According to Livy, the Lucani agree an alliance with Rome. This allows Rome to capture the Greek colonies of Venusia in 291 BC (located in the north of the modern region of Basilicata), and then Poseidonia (Latin Paestum, in Campania) and Tarentum in 273 and 272 BC respectively.

282 - 278 BC

The growing power of Rome has saved the Greek colony of Thurii from being overwhelmed by the Italics, but the colony of Tarentum intervenes, sinking some of the Roman ships. Rome declares war on Tarentum, but Pyrrhus of Epirus declares for Tarentum, as do many of the southern Italic peoples, including the Brutii, Lucani, and Samnites.

River Liris
The ancient River Liris (now divided into the Liri and the Gari) along its upper length was an early home to the Volsci, and later formed Rome's border with the Samnites

A few years later these three Italic tribes send auxiliaries to the army of Pyrrhus, but following his withdrawal in 278 BC to conquer Syracuse they face Rome's might alone.

278 - 272 BC

In six years of further campaigning, Generals Gaius Fabricius Luscinus and Lucius Papirius inflict defeat after defeat on the Italic tribes until they are subdued (by 272 BC) and forced to concede half of the forest of Sila, which is a valuable source of timber, in exchange for peace.

218 - 202 BC

The Second Punic War is fought against Carthage. Rome is aided by its Etruscan, Picene, and Umbrian forces, but Italy is invaded by Hannibal Barca and a Roman army is massacred at the Battle of Cannae, killing sixty thousand.
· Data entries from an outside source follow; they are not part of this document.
//! 送信前の入力検証（フォームのバリデータに相当）
//!
//! ここで弾いたものは Store にもサーバーにも届かない。失敗したフィールドはまとめて返す。

use crate::domain::RecipeDraft;
use common::error::Error;
use regex::Regex;

pub const TITLE_MIN: usize = 3;
pub const DESCRIPTION_MIN: usize = 10;
pub const INSTRUCTIONS_MIN: usize = 20;

/// http(s) の URL か、アップロード先などのサーバー相対パス
const IMAGE_URL_PATTERN: &str = r"^(https?://[^\s/]+(/\S*)?|/\S+)$";

/// 1 フィールド分の検証エラー
#[derive(Debug, Clone, PartialEq, Eq)]
pub struct FieldError {
    pub field: &'static str,
    pub message: String,
}

impl std::fmt::Display for FieldError {
    fn fmt(&self, f: &mut std::fmt::Formatter<'_>) -> std::fmt::Result {
        write!(f, "{}: {}", self.field, self.message)
    }
}

/// 下書きを検証する（前後の空白は無視して長さを数える）
pub fn validate_draft(draft: &RecipeDraft) -> Result<(), Vec<FieldError>> {
    let mut errors = Vec::new();

    check_min_len(&mut errors, "title", &draft.title, TITLE_MIN);
    check_min_len(&mut errors, "description", &draft.description, DESCRIPTION_MIN);
    check_min_len(&mut errors, "instructions", &draft.instructions, INSTRUCTIONS_MIN);

    if draft.ingredients.is_empty() {
        errors.push(FieldError {
            field: "ingredients",
            message: "at least one ingredient is required".to_string(),
        });
    }
    for (i, ingredient) in draft.ingredients.iter().enumerate() {
        if ingredient.trim().is_empty() {
            errors.push(FieldError {
                field: "ingredients",
                message: format!("ingredient #{} is empty", i + 1),
            });
        }
    }

    let image_url = draft.image_url.trim();
    if image_url.is_empty() {
        errors.push(FieldError {
            field: "imageUrl",
            message: "is required".to_string(),
        });
    } else if !image_url_is_valid(image_url) {
        errors.push(FieldError {
            field: "imageUrl",
            message: format!("'{}' is not an http(s) URL or a /path", image_url),
        });
    }

    if errors.is_empty() {
        Ok(())
    } else {
        Err(errors)
    }
}

/// 検証して `Error::Validation` に畳み込む
pub fn ensure_valid(draft: &RecipeDraft) -> Result<(), Error> {
    validate_draft(draft).map_err(|errors| {
        let joined = errors
            .iter()
            .map(ToString::to_string)
            .collect::<Vec<_>>()
            .join("; ");
        Error::validation(joined)
    })
}

fn check_min_len(errors: &mut Vec<FieldError>, field: &'static str, value: &str, min: usize) {
    let len = value.trim().chars().count();
    if len == 0 {
        errors.push(FieldError {
            field,
            message: "is required".to_string(),
        });
    } else if len < min {
        errors.push(FieldError {
            field,
            message: format!("must be at least {} characters", min),
        });
    }
}

fn image_url_is_valid(url: &str) -> bool {
    match Regex::new(IMAGE_URL_PATTERN) {
        Ok(re) => re.is_match(url),
        Err(_) => false,
    }
}
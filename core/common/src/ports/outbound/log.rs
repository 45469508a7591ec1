//! 構造化ログ Outbound ポート
//!
//! CLI / usecase / adapter のどこからでも 1 レコード = JSONL 1 行でログを出すための trait。
//! ユーザー向けのエラー表示（stderr）とは別チャネル。

use crate::error::Error;
use serde::Serialize;
use std::collections::BTreeMap;

/// 現在時刻を RFC3339 で返す。LogRecord の `ts` に使う。
pub fn now_iso8601() -> String {
    chrono::Utc::now().to_rfc3339()
}

/// ログレベル
#[derive(Debug, Clone, Copy, PartialEq, Eq, PartialOrd, Ord, Serialize)]
#[serde(rename_all = "lowercase")]
pub enum LogLevel {
    Error,
    Warn,
    Info,
    Debug,
}

impl LogLevel {
    pub fn as_str(&self) -> &'static str {
        match self {
            Self::Error => "error",
            Self::Warn => "warn",
            Self::Info => "info",
            Self::Debug => "debug",
        }
    }
}

/// 1 行分のログレコード
#[derive(Debug, Clone, Serialize)]
pub struct LogRecord {
    pub ts: String,
    pub level: LogLevel,
    pub message: String,
    /// 例: cli, usecase, adapter
    #[serde(skip_serializing_if = "Option::is_none")]
    pub layer: Option<String>,
    /// 例: lifecycle, store, search, http, error
    #[serde(skip_serializing_if = "Option::is_none")]
    pub kind: Option<String>,
    #[serde(skip_serializing_if = "Option::is_none")]
    pub fields: Option<BTreeMap<String, serde_json::Value>>,
}

impl LogRecord {
    /// 現在時刻付きのレコードを作る
    pub fn new(level: LogLevel, message: impl Into<String>) -> Self {
        Self {
            ts: now_iso8601(),
            level,
            message: message.into(),
            layer: None,
            kind: None,
            fields: None,
        }
    }

    pub fn layer(mut self, layer: &str) -> Self {
        self.layer = Some(layer.to_string());
        self
    }

    pub fn kind(mut self, kind: &str) -> Self {
        self.kind = Some(kind.to_string());
        self
    }

    /// キー・値を 1 つ追加する
    pub fn field(mut self, key: &str, value: impl Into<serde_json::Value>) -> Self {
        self.fields
            .get_or_insert_with(BTreeMap::new)
            .insert(key.to_string(), value.into());
        self
    }
}

/// 構造化ログを出力する Outbound ポート
///
/// 実装は common::adapter の FileJsonLog / StderrLog / FanoutLog / NoopLog。
pub trait Log: Send + Sync {
    fn log(&self, record: &LogRecord) -> Result<(), Error>;
}

/// ログ失敗で本処理を止めないための補助。失敗は捨てる。
pub fn emit(log: &dyn Log, record: LogRecord) {
    let _ = log.log(&record);
}
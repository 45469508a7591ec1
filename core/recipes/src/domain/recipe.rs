//! レシピのドメイン型
//!
//! ワイヤ上のフィールド名は camelCase（`imageUrl`, `isFavorite`）。

use serde::{Deserialize, Deserializer, Serialize};

/// バックエンドが払い出すレシピ ID（不透明な文字列）
///
/// json-server の版によって文字列と数値の両方があり得るため、どちらも文字列として受ける。
#[derive(Debug, Clone, PartialEq, Eq, Hash, PartialOrd, Ord, Serialize)]
#[serde(transparent)]
pub struct RecipeId(String);

impl RecipeId {
    pub fn new(s: impl Into<String>) -> Self {
        Self(s.into())
    }

    pub fn as_str(&self) -> &str {
        &self.0
    }
}

impl std::ops::Deref for RecipeId {
    type Target = str;
    fn deref(&self) -> &Self::Target {
        &self.0
    }
}

impl std::fmt::Display for RecipeId {
    fn fmt(&self, f: &mut std::fmt::Formatter<'_>) -> std::fmt::Result {
        self.0.fmt(f)
    }
}

impl From<&str> for RecipeId {
    fn from(s: &str) -> Self {
        Self(s.to_string())
    }
}

impl<'de> Deserialize<'de> for RecipeId {
    fn deserialize<D: Deserializer<'de>>(deserializer: D) -> Result<Self, D::Error> {
        #[derive(Deserialize)]
        #[serde(untagged)]
        enum Repr {
            Text(String),
            Number(serde_json::Number),
        }
        Ok(match Repr::deserialize(deserializer)? {
            Repr::Text(s) => Self(s),
            Repr::Number(n) => Self(n.to_string()),
        })
    }
}

/// レシピ 1 件
#[derive(Debug, Clone, PartialEq, Eq, Serialize, Deserialize)]
#[serde(rename_all = "camelCase")]
pub struct Recipe {
    pub id: RecipeId,
    pub title: String,
    pub description: String,
    /// 表示順に意味がある。重複可。
    #[serde(default)]
    pub ingredients: Vec<String>,
    pub instructions: String,
    pub image_url: String,
    #[serde(default)]
    pub is_favorite: bool,
}

impl Recipe {
    /// 編集フォームの初期値
    pub fn to_draft(&self) -> RecipeDraft {
        RecipeDraft {
            title: self.title.clone(),
            description: self.description.clone(),
            ingredients: self.ingredients.clone(),
            instructions: self.instructions.clone(),
            image_url: self.image_url.clone(),
            is_favorite: self.is_favorite,
        }
    }
}

/// 新規作成の本文（ID なし）。編集時の「全フィールド」としても使う。
#[derive(Debug, Clone, PartialEq, Eq, Default, Serialize, Deserialize)]
#[serde(rename_all = "camelCase")]
pub struct RecipeDraft {
    pub title: String,
    pub description: String,
    pub ingredients: Vec<String>,
    pub instructions: String,
    pub image_url: String,
    #[serde(default)]
    pub is_favorite: bool,
}

impl RecipeDraft {
    /// 各フィールドの前後の空白を落とす
    pub fn normalized(self) -> Self {
        Self {
            title: self.title.trim().to_string(),
            description: self.description.trim().to_string(),
            ingredients: self
                .ingredients
                .into_iter()
                .map(|i| i.trim().to_string())
                .collect(),
            instructions: self.instructions.trim().to_string(),
            image_url: self.image_url.trim().to_string(),
            is_favorite: self.is_favorite,
        }
    }

    pub fn into_recipe(self, id: RecipeId) -> Recipe {
        Recipe {
            id,
            title: self.title,
            description: self.description,
            ingredients: self.ingredients,
            instructions: self.instructions,
            image_url: self.image_url,
            is_favorite: self.is_favorite,
        }
    }
}

/// PATCH の本文。None のフィールドは送らない。
#[derive(Debug, Clone, PartialEq, Eq, Default, Serialize, Deserialize)]
#[serde(rename_all = "camelCase")]
pub struct RecipePatch {
    #[serde(skip_serializing_if = "Option::is_none")]
    pub title: Option<String>,
    #[serde(skip_serializing_if = "Option::is_none")]
    pub description: Option<String>,
    #[serde(skip_serializing_if = "Option::is_none")]
    pub ingredients: Option<Vec<String>>,
    #[serde(skip_serializing_if = "Option::is_none")]
    pub instructions: Option<String>,
    #[serde(skip_serializing_if = "Option::is_none")]
    pub image_url: Option<String>,
    #[serde(skip_serializing_if = "Option::is_none")]
    pub is_favorite: Option<bool>,
}

impl RecipePatch {
    /// お気に入りだけを変える狭い PATCH
    pub fn favorite(value: bool) -> Self {
        Self {
            is_favorite: Some(value),
            ..Default::default()
        }
    }

    pub fn is_empty(&self) -> bool {
        *self == Self::default()
    }

    /// 指定されたフィールドだけを置き換える
    pub fn apply_to(&self, recipe: &mut Recipe) {
        if let Some(v) = &self.title {
            recipe.title = v.clone();
        }
        if let Some(v) = &self.description {
            recipe.description = v.clone();
        }
        if let Some(v) = &self.ingredients {
            recipe.ingredients = v.clone();
        }
        if let Some(v) = &self.instructions {
            recipe.instructions = v.clone();
        }
        if let Some(v) = &self.image_url {
            recipe.image_url = v.clone();
        }
        if let Some(v) = self.is_favorite {
            recipe.is_favorite = v;
        }
    }
}

impl From<RecipeDraft> for RecipePatch {
    fn from(d: RecipeDraft) -> Self {
        Self {
            title: Some(d.title),
            description: Some(d.description),
            ingredients: Some(d.ingredients),
            instructions: Some(d.instructions),
            image_url: Some(d.image_url),
            is_favorite: Some(d.is_favorite),
        }
    }
}
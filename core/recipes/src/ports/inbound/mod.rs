//! Inbound ポート: ドライバ（CLI）がアプリを呼び出すインターフェース

use crate::cli::Config;
use common::error::Error;

/// recipes アプリケーションを実行する Inbound ポート
///
/// main はこの trait を実装した Runner の run を呼び出し、戻り値を終了コードにする。
pub trait UseCaseRunner {
    fn run(&self, config: Config) -> Result<i32, Error>;
}
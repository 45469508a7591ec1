use crate::domain::{FavoriteFilter, RecipeDraft, RecipeId, RecipePatch, RecipeQuery, RecipesCommand};
use clap::builder::ArgAction;
use clap::error::ErrorKind;
use clap::value_parser;
use clap_complete::Shell;
use common::error::Error;
use std::path::PathBuf;

/// CLI から受け取った設定
#[derive(Debug, Clone, PartialEq)]
pub struct Config {
    pub verbose: bool,
    /// 削除確認を出さない（確認が必要なら中止）
    pub non_interactive: bool,
    pub api_url: Option<String>,
    /// 指定時は REST ではなくこの db.json を直接読み書きする
    pub db: Option<PathBuf>,
    pub command: RecipesCommand,
}

impl Default for Config {
    fn default() -> Self {
        Self {
            verbose: false,
            non_interactive: false,
            api_url: None,
            db: None,
            command: RecipesCommand::Help,
        }
    }
}

/// 解析結果: 通常の Config、補完スクリプト生成、またはサブコマンドのヘルプ文
#[derive(Debug, Clone)]
pub enum ParseOutcome {
    Config(Config),
    GenerateCompletion(Shell),
    /// `recipes list --help` など clap が組み立てた表示用テキスト
    Message(String),
}

fn global_args(cmd: clap::Command) -> clap::Command {
    cmd.disable_help_flag(true)
        .arg(
            clap::Arg::new("help")
                .short('h')
                .long("help")
                .help("Print help")
                .action(ArgAction::SetTrue),
        )
        .arg(
            clap::Arg::new("api-url")
                .long("api-url")
                .value_name("URL")
                .help("Backend base URL (default: http://localhost:3000)")
                .num_args(1),
        )
        .arg(
            clap::Arg::new("db")
                .long("db")
                .value_name("PATH")
                .help("Read and write a local db.json instead of the REST backend")
                .value_parser(value_parser!(PathBuf))
                .num_args(1),
        )
        .arg(
            clap::Arg::new("verbose")
                .short('v')
                .long("verbose")
                .help("Emit debug logs to stderr")
                .action(ArgAction::SetTrue),
        )
        .arg(
            clap::Arg::new("no-interactive")
                .long("no-interactive")
                .help("Never prompt; destructive commands need -y")
                .action(ArgAction::SetTrue),
        )
        .arg(
            clap::Arg::new("generate")
                .long("generate")
                .value_name("shell")
                .help("Generate shell completion script")
                .value_parser(value_parser!(Shell))
                .num_args(1),
        )
}

fn id_arg() -> clap::Arg {
    clap::Arg::new("id").value_name("id").required(true).num_args(1)
}

fn filter_arg() -> clap::Arg {
    clap::Arg::new("filter")
        .short('f')
        .long("filter")
        .value_name("all|favorited|unfavorited")
        .num_args(1)
}

/// create / update 共通のフィールド指定
fn recipe_field_args(cmd: clap::Command) -> clap::Command {
    cmd.arg(clap::Arg::new("title").long("title").num_args(1))
        .arg(clap::Arg::new("description").long("description").num_args(1))
        .arg(
            clap::Arg::new("ingredient")
                .long("ingredient")
                .value_name("text")
                .help("Repeat for each ingredient (order is kept)")
                .action(ArgAction::Append)
                .num_args(1),
        )
        .arg(clap::Arg::new("instructions").long("instructions").num_args(1))
        .arg(clap::Arg::new("image-url").long("image-url").value_name("URL").num_args(1))
}

fn build_clap_command() -> clap::Command {
    global_args(
        clap::Command::new("recipes")
            .about("Browse and manage recipes on a json-server style backend")
            .subcommand_required(false)
            .disable_help_subcommand(true)
            .subcommand(clap::Command::new("help").about("Display this help message"))
            .subcommand(
                clap::Command::new("list")
                    .about("List recipes once")
                    .arg(clap::Arg::new("query").short('q').long("query").value_name("text").num_args(1))
                    .arg(filter_arg()),
            )
            .subcommand(clap::Command::new("show").about("Show one recipe").arg(id_arg()))
            .subcommand(recipe_field_args(
                clap::Command::new("create").about("Create a recipe").arg(
                    clap::Arg::new("favorite")
                        .long("favorite")
                        .help("Mark as favorite")
                        .action(ArgAction::SetTrue),
                ),
            ))
            .subcommand(recipe_field_args(
                clap::Command::new("update")
                    .about("Edit a recipe; omitted fields keep their value")
                    .arg(id_arg())
                    .arg(
                        clap::Arg::new("favorite")
                            .long("favorite")
                            .value_name("true|false")
                            .value_parser(value_parser!(bool))
                            .num_args(1),
                    ),
            ))
            .subcommand(
                clap::Command::new("delete")
                    .about("Delete a recipe")
                    .arg(id_arg())
                    .arg(
                        clap::Arg::new("yes")
                            .short('y')
                            .long("yes")
                            .help("Do not ask for confirmation")
                            .action(ArgAction::SetTrue),
                    ),
            )
            .subcommand(clap::Command::new("favorite").about("Toggle the favorite flag").arg(id_arg()))
            .subcommand(
                clap::Command::new("browse")
                    .about("Search interactively: type text lines, :all/:fav/:unfav to filter, :q to quit")
                    .arg(filter_arg())
                    .arg(
                        clap::Arg::new("debounce-ms")
                            .long("debounce-ms")
                            .value_name("ms")
                            .value_parser(value_parser!(u64))
                            .num_args(1),
                    ),
            ),
    )
}

fn string_of(m: &clap::ArgMatches, name: &str) -> Option<String> {
    m.get_one::<String>(name).cloned()
}

fn filter_of(m: &clap::ArgMatches) -> Result<FavoriteFilter, Error> {
    m.get_one::<String>("filter")
        .map(|s| s.parse())
        .transpose()
        .map(Option::unwrap_or_default)
}

fn id_of(m: &clap::ArgMatches) -> RecipeId {
    RecipeId::new(m.get_one::<String>("id").cloned().unwrap_or_default())
}

fn ingredients_of(m: &clap::ArgMatches) -> Option<Vec<String>> {
    m.get_many::<String>("ingredient").map(|i| i.cloned().collect())
}

fn matches_to_command(matches: &clap::ArgMatches) -> Result<RecipesCommand, Error> {
    if matches.get_flag("help") {
        return Ok(RecipesCommand::Help);
    }
    let command = match matches.subcommand() {
        None | Some(("help", _)) => RecipesCommand::Help,
        Some(("list", m)) => RecipesCommand::List {
            query: RecipeQuery::new(string_of(m, "query").unwrap_or_default(), filter_of(m)?),
        },
        Some(("show", m)) => RecipesCommand::Show { id: id_of(m) },
        Some(("create", m)) => RecipesCommand::Create {
            draft: RecipeDraft {
                title: string_of(m, "title").unwrap_or_default(),
                description: string_of(m, "description").unwrap_or_default(),
                ingredients: ingredients_of(m).unwrap_or_default(),
                instructions: string_of(m, "instructions").unwrap_or_default(),
                image_url: string_of(m, "image-url").unwrap_or_default(),
                is_favorite: m.get_flag("favorite"),
            },
        },
        Some(("update", m)) => RecipesCommand::Update {
            id: id_of(m),
            patch: RecipePatch {
                title: string_of(m, "title"),
                description: string_of(m, "description"),
                ingredients: ingredients_of(m),
                instructions: string_of(m, "instructions"),
                image_url: string_of(m, "image-url"),
                is_favorite: m.get_one::<bool>("favorite").copied(),
            },
        },
        Some(("delete", m)) => RecipesCommand::Delete {
            id: id_of(m),
            assume_yes: m.get_flag("yes"),
        },
        Some(("favorite", m)) => RecipesCommand::Favorite { id: id_of(m) },
        Some(("browse", m)) => RecipesCommand::Browse {
            filter: filter_of(m)?,
            debounce_ms: m.get_one::<u64>("debounce-ms").copied(),
        },
        Some((name, _)) => {
            return Err(Error::invalid_argument(format!("Command '{}' is not implemented.", name)))
        }
    };
    Ok(command)
}

fn matches_to_config(matches: &clap::ArgMatches) -> Result<Config, Error> {
    Ok(Config {
        verbose: matches.get_flag("verbose"),
        non_interactive: matches.get_flag("no-interactive"),
        api_url: string_of(matches, "api-url"),
        db: matches.get_one::<PathBuf>("db").cloned(),
        command: matches_to_command(matches)?,
    })
}

/// コマンドラインを解析する。補完生成が要求された場合は ParseOutcome::GenerateCompletion を返す。
pub fn parse_args() -> Result<ParseOutcome, Error> {
    parse_args_from(std::env::args_os())
}

/// 引数列から解析する（先頭はプログラム名）
pub fn parse_args_from<I, T>(args: I) -> Result<ParseOutcome, Error>
where
    I: IntoIterator<Item = T>,
    T: Into<std::ffi::OsString> + Clone,
{
    let matches = match build_clap_command().try_get_matches_from(args) {
        Ok(m) => m,
        Err(e) if e.kind() == ErrorKind::DisplayHelp => return Ok(ParseOutcome::Message(e.to_string())),
        Err(e) => return Err(Error::invalid_argument(e.to_string())),
    };

    if let Some(&shell) = matches.get_one::<Shell>("generate") {
        return Ok(ParseOutcome::GenerateCompletion(shell));
    }

    Ok(ParseOutcome::Config(matches_to_config(&matches)?))
}

/// 補完スクリプトを標準出力に出力する
pub fn print_completion(shell: Shell) {
    let mut cmd = build_clap_command();
    clap_complete::generate(shell, &mut cmd, "recipes", &mut std::io::stdout());
}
The Lucani (an Hirpini) side with the Carthaginians, but both the main protagonists ravage the region over the course of more than one campaign during the war. Roman authority is eventually renewed and Lucania declines as a result of the devastation.

Lucani coin
This Lucanian coin shows the head of Heracles on the left, wearing a leopard skin headdress, and Athena on the right holding a shield, which can be dated to 207-204 BC

91 - 89 BC

Along with the Etruscans, Iapyges, Marrucini, Marsi, Paeligni, Picentes, and Vestini, the Lucani fight the Social War against Rome in which Rome's allies strive for, and are eventually granted, citizenship. The Lucani fight against Rome, but their final defeat finishes them off as a people capable of offering any further resistance to complete Roman integration.

The region declines generally, with the population of the former Greek coastal colonies becoming reduced and wide swathes of land being abandoned to pasture and forest growth.

91 - 89 BC

Marcus Lamponius

Commanded the Lucani during the Social War.

73 - 71 BC

A slave named Spartacus leads a slave revolt in southern Italy. His numbers are swelled by more and more slaves joining his forces in what is known as the Third Servile War, but he is eventually defeated by Crassus in battles at Brundisium, Lucania, and Silarus.

Roman consuls
Rome's republic was usually headed by two consuls and the Senate, but on a very few occasions the post was replaced, usually by military appointments

Over six thousand slaves are crucified along the Via Appia. Pompey gains the final victory over the remaining slave force and the credit in Rome, while Crassus is almost forgotten.